Yes, absolutely! Always subtract the denominator exponent from the numerator exponent. Here: $ 2x - 4 $, not $ 4 - 2x $.

Q: What happens to the base (4×7)?

The base stays exactly the same! We only work with the exponents when using the quotient rule. The base $ (4×7) $ appears in both our original expression and final answer.

Q: Can I simplify (4×7) to 28 first?

You could, but it's not necessary!
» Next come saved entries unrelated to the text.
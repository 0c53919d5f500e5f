use rand::rngs::StdRng;
use rand::{Rng, SeedableRng};

/// Generates random patterns and haystacks over a small alphabet so that
/// overlapping and nested occurrences are common.
pub struct Generator {
    rng: StdRng,
    alphabet: &'static [u8],
}

impl Generator {
    pub fn new(seed: u64, alphabet: &'static [u8]) -> Self {
        Self {
            rng: StdRng::seed_from_u64(seed),
            alphabet,
        }
    }

    pub fn bytes(&mut self, min: usize, max: usize) -> Vec<u8> {
        let len = self.rng.gen_range(min..=max);
        (0..len)
            .map(|_| self.alphabet[self.rng.gen_range(0..self.alphabet.len())])
            .collect()
    }

    pub fn patterns(&mut self, count: usize, min: usize, max: usize) -> Vec<Vec<u8>> {
        let n = self.rng.gen_range(0..=count);
        (0..n).map(|_| self.bytes(min, max)).collect()
    }

    /// Returns a haystack that embeds some of the given patterns.
    pub fn haystack(&mut self, patterns: &[Vec<u8>], len: usize) -> Vec<u8> {
        let mut haystack = self.bytes(0, len);
        if !patterns.is_empty() && !haystack.is_empty() {
            for _ in 0..self.rng.gen_range(0..4) {
                let pattern = &patterns[self.rng.gen_range(0..patterns.len())];
                let at = self.rng.gen_range(0..haystack.len());
                haystack.splice(at..at, pattern.iter().copied());
            }
        }
        haystack
    }
}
The question asks for the expression form, so keeping $ (4×7) $ as the base is perfectly fine and matches the answer choices.

Q: How do I know which answer choice is correct?

Look for the one with the correct exponent: $ 2x - 4 $. Remember, when dividing powers, you subtract exponents in the order: numerator minus denominator.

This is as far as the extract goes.